● Task details
What is needed is a copy of each line in the listing below that contains "impl".

● Data to use
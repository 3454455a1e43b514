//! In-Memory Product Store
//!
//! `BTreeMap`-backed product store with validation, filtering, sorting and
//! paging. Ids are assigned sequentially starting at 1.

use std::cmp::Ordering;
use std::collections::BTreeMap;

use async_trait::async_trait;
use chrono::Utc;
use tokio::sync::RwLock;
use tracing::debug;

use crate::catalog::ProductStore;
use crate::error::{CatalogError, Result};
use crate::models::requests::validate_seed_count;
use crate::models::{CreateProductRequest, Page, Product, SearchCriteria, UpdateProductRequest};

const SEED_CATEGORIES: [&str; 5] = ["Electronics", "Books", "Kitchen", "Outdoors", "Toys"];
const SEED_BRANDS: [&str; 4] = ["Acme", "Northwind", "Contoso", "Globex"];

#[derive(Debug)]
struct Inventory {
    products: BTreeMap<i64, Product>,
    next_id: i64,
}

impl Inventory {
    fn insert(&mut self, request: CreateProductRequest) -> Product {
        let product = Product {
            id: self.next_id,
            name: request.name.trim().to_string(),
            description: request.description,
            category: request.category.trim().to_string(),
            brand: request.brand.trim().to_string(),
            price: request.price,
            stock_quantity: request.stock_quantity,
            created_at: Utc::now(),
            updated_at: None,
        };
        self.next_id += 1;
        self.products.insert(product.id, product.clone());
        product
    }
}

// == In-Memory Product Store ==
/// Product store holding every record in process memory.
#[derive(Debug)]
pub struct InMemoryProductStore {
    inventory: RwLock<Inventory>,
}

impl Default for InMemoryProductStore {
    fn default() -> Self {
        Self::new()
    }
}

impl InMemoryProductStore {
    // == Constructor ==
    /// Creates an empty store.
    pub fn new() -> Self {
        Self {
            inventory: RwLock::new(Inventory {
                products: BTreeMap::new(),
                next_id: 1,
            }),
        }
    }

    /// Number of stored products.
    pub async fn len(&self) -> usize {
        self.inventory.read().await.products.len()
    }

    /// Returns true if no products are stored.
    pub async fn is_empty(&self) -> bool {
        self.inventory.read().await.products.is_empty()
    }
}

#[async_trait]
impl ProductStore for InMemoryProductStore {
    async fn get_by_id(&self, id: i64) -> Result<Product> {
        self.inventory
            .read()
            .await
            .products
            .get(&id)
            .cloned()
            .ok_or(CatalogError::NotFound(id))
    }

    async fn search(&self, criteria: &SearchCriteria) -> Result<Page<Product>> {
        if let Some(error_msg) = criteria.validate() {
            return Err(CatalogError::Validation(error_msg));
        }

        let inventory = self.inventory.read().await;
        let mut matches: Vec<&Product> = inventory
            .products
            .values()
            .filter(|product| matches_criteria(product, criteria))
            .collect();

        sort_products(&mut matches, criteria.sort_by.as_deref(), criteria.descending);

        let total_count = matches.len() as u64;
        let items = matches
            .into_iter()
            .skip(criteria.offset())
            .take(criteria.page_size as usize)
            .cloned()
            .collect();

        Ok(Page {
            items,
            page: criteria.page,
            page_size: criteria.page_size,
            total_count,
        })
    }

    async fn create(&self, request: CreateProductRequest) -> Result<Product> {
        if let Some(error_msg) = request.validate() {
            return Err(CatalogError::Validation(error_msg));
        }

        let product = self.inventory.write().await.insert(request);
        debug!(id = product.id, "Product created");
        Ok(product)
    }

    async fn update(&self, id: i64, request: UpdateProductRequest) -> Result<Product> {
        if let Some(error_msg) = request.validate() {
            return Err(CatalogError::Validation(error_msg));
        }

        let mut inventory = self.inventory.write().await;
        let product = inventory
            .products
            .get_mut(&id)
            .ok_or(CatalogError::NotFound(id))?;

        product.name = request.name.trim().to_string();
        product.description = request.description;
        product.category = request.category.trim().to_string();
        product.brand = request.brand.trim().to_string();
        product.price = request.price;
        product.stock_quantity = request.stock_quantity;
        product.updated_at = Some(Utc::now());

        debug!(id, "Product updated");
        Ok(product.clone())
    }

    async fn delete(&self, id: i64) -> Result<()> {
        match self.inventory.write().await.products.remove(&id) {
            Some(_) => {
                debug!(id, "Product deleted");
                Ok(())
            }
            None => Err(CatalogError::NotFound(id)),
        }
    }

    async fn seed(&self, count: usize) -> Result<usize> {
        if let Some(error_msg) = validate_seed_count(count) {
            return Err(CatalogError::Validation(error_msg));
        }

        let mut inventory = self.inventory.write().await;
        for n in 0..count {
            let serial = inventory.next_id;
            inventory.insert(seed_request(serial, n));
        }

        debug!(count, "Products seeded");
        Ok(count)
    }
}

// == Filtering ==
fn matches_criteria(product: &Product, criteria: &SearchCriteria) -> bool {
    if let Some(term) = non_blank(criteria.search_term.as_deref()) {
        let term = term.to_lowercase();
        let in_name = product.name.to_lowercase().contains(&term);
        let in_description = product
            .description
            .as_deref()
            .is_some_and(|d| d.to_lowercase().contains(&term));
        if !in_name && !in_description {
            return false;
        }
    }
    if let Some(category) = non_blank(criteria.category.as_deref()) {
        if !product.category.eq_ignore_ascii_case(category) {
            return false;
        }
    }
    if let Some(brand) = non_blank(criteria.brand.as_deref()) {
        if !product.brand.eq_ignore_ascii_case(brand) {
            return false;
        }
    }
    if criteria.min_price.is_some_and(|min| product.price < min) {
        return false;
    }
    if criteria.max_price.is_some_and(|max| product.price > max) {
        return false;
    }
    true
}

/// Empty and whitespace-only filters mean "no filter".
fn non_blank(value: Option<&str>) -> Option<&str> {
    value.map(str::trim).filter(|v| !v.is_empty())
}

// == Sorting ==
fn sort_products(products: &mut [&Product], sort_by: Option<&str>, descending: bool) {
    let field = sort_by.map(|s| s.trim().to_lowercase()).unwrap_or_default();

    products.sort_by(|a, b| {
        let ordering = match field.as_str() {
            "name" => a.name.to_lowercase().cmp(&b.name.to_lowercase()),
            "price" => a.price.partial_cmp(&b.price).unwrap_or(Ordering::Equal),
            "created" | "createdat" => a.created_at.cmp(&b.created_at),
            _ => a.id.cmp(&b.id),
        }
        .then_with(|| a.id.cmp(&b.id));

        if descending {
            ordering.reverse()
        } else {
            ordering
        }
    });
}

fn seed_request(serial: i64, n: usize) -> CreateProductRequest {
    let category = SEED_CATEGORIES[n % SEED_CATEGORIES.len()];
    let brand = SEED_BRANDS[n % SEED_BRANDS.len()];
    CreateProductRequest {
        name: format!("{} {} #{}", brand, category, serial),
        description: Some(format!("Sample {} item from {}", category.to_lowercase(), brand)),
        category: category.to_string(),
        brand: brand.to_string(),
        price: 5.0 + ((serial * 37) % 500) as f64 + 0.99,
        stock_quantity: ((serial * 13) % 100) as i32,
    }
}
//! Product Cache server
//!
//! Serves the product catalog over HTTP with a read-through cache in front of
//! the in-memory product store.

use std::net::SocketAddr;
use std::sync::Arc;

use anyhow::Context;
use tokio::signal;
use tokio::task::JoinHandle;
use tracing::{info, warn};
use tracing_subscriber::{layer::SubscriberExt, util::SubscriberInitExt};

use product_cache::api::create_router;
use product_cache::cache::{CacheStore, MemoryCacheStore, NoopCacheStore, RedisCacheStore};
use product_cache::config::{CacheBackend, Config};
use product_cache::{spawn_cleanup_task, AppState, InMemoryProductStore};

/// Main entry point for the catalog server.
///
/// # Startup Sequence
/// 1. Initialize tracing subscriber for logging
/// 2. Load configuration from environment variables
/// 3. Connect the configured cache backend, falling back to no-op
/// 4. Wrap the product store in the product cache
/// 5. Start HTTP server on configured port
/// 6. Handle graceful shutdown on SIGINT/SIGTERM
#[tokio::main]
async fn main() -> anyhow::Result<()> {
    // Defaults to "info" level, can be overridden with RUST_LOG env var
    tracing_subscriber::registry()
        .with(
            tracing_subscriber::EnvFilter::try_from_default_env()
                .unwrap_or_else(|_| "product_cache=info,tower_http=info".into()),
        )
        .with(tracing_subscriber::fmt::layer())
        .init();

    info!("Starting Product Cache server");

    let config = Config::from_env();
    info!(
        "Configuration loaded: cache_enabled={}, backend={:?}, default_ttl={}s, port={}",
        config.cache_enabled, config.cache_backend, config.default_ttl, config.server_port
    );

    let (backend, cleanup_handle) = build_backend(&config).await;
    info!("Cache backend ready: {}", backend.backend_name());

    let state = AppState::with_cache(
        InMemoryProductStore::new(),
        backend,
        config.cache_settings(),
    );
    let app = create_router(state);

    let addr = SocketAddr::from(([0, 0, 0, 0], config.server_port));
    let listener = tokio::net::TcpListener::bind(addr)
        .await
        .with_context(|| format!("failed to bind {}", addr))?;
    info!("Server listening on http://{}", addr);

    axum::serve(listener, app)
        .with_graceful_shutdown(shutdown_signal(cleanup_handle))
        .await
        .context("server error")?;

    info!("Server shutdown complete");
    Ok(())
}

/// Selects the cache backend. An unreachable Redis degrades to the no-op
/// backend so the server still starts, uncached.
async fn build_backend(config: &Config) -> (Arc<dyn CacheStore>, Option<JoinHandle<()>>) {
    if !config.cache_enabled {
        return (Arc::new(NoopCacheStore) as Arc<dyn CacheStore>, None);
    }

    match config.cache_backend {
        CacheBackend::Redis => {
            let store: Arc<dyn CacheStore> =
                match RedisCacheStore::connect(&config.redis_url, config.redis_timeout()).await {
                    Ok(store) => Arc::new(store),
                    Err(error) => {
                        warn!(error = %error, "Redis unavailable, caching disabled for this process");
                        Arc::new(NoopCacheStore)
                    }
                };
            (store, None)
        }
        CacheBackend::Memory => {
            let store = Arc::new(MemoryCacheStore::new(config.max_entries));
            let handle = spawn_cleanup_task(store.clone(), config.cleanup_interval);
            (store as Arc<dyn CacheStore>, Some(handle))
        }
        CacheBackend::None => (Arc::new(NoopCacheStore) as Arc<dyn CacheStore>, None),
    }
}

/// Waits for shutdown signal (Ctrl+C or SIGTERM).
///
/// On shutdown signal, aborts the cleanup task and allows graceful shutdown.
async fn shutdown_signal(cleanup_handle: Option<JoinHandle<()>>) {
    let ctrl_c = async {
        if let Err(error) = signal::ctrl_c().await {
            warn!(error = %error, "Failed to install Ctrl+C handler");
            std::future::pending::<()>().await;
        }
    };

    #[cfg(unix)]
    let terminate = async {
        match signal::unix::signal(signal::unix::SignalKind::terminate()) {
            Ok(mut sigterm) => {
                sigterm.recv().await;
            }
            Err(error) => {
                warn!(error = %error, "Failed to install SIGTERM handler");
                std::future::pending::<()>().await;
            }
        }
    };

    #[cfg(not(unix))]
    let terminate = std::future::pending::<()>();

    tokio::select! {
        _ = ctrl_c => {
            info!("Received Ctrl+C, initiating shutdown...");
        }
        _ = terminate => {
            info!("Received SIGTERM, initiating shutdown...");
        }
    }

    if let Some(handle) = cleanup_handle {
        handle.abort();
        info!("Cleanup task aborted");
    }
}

==

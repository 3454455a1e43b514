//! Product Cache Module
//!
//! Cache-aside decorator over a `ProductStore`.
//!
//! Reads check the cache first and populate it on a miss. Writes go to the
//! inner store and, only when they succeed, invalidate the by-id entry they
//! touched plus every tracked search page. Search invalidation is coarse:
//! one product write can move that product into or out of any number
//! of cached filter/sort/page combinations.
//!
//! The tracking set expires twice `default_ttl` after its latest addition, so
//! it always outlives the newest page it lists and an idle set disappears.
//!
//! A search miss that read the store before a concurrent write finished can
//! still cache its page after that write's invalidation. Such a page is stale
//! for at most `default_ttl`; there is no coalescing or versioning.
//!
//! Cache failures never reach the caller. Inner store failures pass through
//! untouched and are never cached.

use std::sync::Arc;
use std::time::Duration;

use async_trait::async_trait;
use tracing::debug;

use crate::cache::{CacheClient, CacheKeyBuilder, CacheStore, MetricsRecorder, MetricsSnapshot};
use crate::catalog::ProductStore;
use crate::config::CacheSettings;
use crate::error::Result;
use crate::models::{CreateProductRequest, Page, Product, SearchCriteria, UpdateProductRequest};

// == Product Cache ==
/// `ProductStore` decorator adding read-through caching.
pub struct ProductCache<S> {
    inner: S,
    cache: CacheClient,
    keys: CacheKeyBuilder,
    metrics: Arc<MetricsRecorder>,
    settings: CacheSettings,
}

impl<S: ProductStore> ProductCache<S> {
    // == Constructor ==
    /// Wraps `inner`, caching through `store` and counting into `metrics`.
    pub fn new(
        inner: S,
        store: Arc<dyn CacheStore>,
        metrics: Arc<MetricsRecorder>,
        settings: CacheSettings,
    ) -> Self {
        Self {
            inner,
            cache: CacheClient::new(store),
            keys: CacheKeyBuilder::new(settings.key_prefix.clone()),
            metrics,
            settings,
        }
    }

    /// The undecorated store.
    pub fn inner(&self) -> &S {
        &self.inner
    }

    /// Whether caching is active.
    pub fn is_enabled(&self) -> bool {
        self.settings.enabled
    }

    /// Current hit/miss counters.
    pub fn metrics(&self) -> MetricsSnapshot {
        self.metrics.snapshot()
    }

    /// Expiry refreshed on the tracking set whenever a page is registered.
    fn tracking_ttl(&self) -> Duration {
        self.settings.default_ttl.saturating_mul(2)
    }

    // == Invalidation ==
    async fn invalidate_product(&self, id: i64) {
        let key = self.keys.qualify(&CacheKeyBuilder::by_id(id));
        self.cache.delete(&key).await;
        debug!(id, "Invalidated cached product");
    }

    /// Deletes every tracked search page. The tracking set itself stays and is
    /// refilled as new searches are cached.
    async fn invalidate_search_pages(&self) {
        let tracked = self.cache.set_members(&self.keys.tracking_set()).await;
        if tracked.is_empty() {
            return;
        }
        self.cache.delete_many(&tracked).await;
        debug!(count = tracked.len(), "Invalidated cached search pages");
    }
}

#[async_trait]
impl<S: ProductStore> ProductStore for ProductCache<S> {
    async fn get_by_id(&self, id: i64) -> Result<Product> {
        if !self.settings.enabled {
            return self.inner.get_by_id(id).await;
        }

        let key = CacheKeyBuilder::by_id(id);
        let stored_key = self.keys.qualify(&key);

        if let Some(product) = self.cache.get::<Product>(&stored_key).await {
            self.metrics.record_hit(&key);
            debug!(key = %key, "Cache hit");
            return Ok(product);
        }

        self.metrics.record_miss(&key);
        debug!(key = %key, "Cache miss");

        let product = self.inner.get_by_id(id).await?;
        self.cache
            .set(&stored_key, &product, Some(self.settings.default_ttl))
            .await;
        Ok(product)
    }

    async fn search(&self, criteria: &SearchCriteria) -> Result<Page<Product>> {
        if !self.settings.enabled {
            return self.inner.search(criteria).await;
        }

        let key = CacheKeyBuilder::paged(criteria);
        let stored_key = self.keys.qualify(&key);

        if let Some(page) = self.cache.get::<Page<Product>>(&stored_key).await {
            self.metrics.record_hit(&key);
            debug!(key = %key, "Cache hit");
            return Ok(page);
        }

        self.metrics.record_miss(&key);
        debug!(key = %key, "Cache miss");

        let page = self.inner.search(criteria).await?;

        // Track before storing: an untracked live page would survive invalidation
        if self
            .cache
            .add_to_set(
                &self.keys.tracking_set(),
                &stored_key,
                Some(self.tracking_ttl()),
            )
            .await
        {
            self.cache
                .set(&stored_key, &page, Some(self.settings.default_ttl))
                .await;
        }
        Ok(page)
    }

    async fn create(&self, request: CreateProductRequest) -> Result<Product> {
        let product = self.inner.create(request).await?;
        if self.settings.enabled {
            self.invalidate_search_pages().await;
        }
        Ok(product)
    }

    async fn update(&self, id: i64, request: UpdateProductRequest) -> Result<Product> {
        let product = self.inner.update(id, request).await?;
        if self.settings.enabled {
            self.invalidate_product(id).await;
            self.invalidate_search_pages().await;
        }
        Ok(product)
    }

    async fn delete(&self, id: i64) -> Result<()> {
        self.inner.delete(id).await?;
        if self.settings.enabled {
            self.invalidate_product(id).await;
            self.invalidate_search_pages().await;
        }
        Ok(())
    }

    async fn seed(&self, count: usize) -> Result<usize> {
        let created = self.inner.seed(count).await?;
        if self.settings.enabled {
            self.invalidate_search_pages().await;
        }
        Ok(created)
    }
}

● Output of the exercise
impl Inventory {
impl Default for InMemoryProductStore {
impl InMemoryProductStore {
impl ProductStore for InMemoryProductStore {
impl<S: ProductStore> ProductCache<S> {
impl<S: ProductStore> ProductStore for ProductCache<S> {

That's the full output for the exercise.